Search is working alongside a consortium of humanitarian actors to build the resilience of IDPs and enhance community collaboration in Yemen through the Durable Solutions Project, funded by the European Union. Employing our flagship Community Dialogue Approach, Search is training community leaders to be Insider Mediators who will then go on to identify and resolve community conflicts.
Thuraya Ameen is one of the community members selected to be an Insider Mediator. As a 21-year-old college student, Thuraya was forced to leave her home behind in Sana’a and flee to Zaraiqat Alsham, Lahj governorate, due to the armed conflict. Her house in Sana’a was located next to a military base, which was a constant target throughout the ongoing war.
Feeling Lost in a New Place
For Thuraya’s family, leaving Sana’a was their final resort to safety, particularly after Thuraya’s cousin lost his life as a result of the clashes.
“Moving from home was already tough, leaving all our family behind and all the people we knew was even tougher”.
Thuraya’s family moved to their new house in Zaraiqat Alsham, Lahj, where they settled. However, as time passed, Thuraya began to feel uncomfortable and unwelcomed with a sense of being a burden to her host community. Zaraiqat Alsham, a community in Al-Maqatera district already affected by the crises, struggles from the lack of resources and basic services such as sufficient power supply and water sources. This can fuel competition and has left the local community unable to accept the idea of sharing the already limited resources with the IDPs.
Now internally displaced with her family, Thuraya is realising the myriad of challenges that come with fitting into a new host community amid insecurity and conflict. “I feel that we add more burden on the people here – the number of IDPs settling down in this community is increasing due to the ongoing war. We faced difficulty to adapt to the village’s living conditions in a small unfurnished house as compared to our previous life in the city,” she explained.
Becoming a Community Mediator
Thuraya was chosen as an Insider Mediator in Search’s Durable Solutions Project after being nominated by the Local Council and demonstrating her passion for community engagement. The host community initially stood against the idea of an IDP being chosen as a mediator. “Why would they choose you?” her father asked. “I was told that I am new to the community and a mediator must be a member of the host community,” said Thuraya, adding that “at the beginning, we felt ignored by the host community members, particularly when taking decisions related to improving the village’s living conditions.”
As a part of the Durable Solutions project, Thuraya received the Capacity Building training that was conducted by Search, which included modules in conflict identification, dialogue, mediation, and more. She proved herself to be more than capable in handling her role as an Insider Mediator. Working closely with other mediators, she exceeded all expectations of both host communities and other members of the project by being exceptionally well organized, motivated, and most importantly very innovative. “I did my best during the training to prove that we can co-exist with all communities, regardless of one’s educational background, race or even place of birth,” Thuraya adds proudly.

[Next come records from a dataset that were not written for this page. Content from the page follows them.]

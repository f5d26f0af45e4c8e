use axum::{
    extract::rejection::{JsonRejection, PathRejection, QueryRejection},
    http::StatusCode,
    response::{IntoResponse, Response},
    Json,
};
use sea_orm::{DbErr, SqlErr};
use serde_json::json;
use std::fmt;

#[derive(Debug)]
pub enum AppError {
    Unauthenticated,
    NotFound(String),
    Conflict(String),
    InvalidRequest(String),
    DatabaseError(String),
    SerializationError(String),
}

impl AppError {
    /// Maps a failed insert/update: unique constraint violations become `Conflict`
    /// with the given message, anything else is a database error.
    pub fn from_write(err: DbErr, conflict_message: &str) -> Self {
        match err.sql_err() {
            Some(SqlErr::UniqueConstraintViolation(detail)) => {
                tracing::debug!("Unique constraint violated: {}", detail);
                AppError::Conflict(conflict_message.to_string())
            }
            _ => AppError::from(err),
        }
    }
}

impl fmt::Display for AppError {
    fn fmt(&self, f: &mut fmt::Formatter<'_>) -> fmt::Result {
        match self {
            AppError::Unauthenticated => {
                write!(f, "Authentication credentials were not provided or are invalid")
            }
            AppError::NotFound(what) => write!(f, "Not found: {}", what),
            AppError::Conflict(msg) => write!(f, "Conflict: {}", msg),
            AppError::InvalidRequest(msg) => write!(f, "Invalid request: {}", msg),
            AppError::DatabaseError(msg) => write!(f, "Database error: {}", msg),
            AppError::SerializationError(msg) => write!(f, "Serialization error: {}", msg),
        }
    }
}

impl std::error::Error for AppError {}

impl From<serde_json::Error> for AppError {
    fn from(err: serde_json::Error) -> Self {
        AppError::SerializationError(err.to_string())
    }
}

impl From<DbErr> for AppError {
    fn from(err: DbErr) -> Self {
        match err {
            DbErr::RecordNotFound(what) => AppError::NotFound(what),
            other => AppError::DatabaseError(other.to_string()),
        }
    }
}

impl From<csv::Error> for AppError {
    fn from(err: csv::Error) -> Self {
        AppError::SerializationError(err.to_string())
    }
}

impl From<JsonRejection> for AppError {
    fn from(rejection: JsonRejection) -> Self {
        AppError::InvalidRequest(rejection.body_text())
    }
}

impl From<QueryRejection> for AppError {
    fn from(rejection: QueryRejection) -> Self {
        AppError::InvalidRequest(rejection.body_text())
    }
}

impl From<PathRejection> for AppError {
    fn from(rejection: PathRejection) -> Self {
        AppError::InvalidRequest(rejection.body_text())
    }
}

impl IntoResponse for AppError {
    fn into_response(self) -> Response {
        let status = match &self {
            AppError::Unauthenticated => StatusCode::UNAUTHORIZED,
            AppError::NotFound(_) => StatusCode::NOT_FOUND,
            AppError::Conflict(_) => StatusCode::CONFLICT,
            AppError::InvalidRequest(_) => StatusCode::BAD_REQUEST,
            AppError::DatabaseError(_) => StatusCode::INTERNAL_SERVER_ERROR,
            AppError::SerializationError(_) => StatusCode::INTERNAL_SERVER_ERROR,
        };

        if status.is_server_error() {
            tracing::error!("Request failed: {}", self);
        }

        let body = Json(json!({
            "error": self.to_string(),
        }));

        (status, body).into_response()
    }
}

After kicking off the project’s activities successfully, the community saw the direct impact in many ways. Both the host communities and IDPs have begun to acknowledge the importance of having mediators in their communities. These initiatives contribute to strengthening social cohesion between IDPs and host communities, and Thuraya’s work was welcomed in the new community, the members of which are now praising her contributions as an Insider Mediator. With IDP numbers only increasing in Yemen, people like Thuraya are vital to regaining and maintaining stability in affected communities and driving innovative solutions.
Search for Common Ground (Search) is participating in the Durable Solutions Project, funded by the European Union and implemented through a consortium led by ACTED, that aims to enhance resilience and social cohesion of IDPs, returnees, and their host communities in Lahj governorate. Under the Durable Solutions project, Search has trained more than 70 community members (both IDPs and hosts) to be effective Insider Mediators. Their role is to promote social cohesion, empower their communities to lead non-violent conflict resolution processes, and build resilience to violence. Search trains Insider Mediators as a mechanism to prevent, manage, and resolve community conflicts.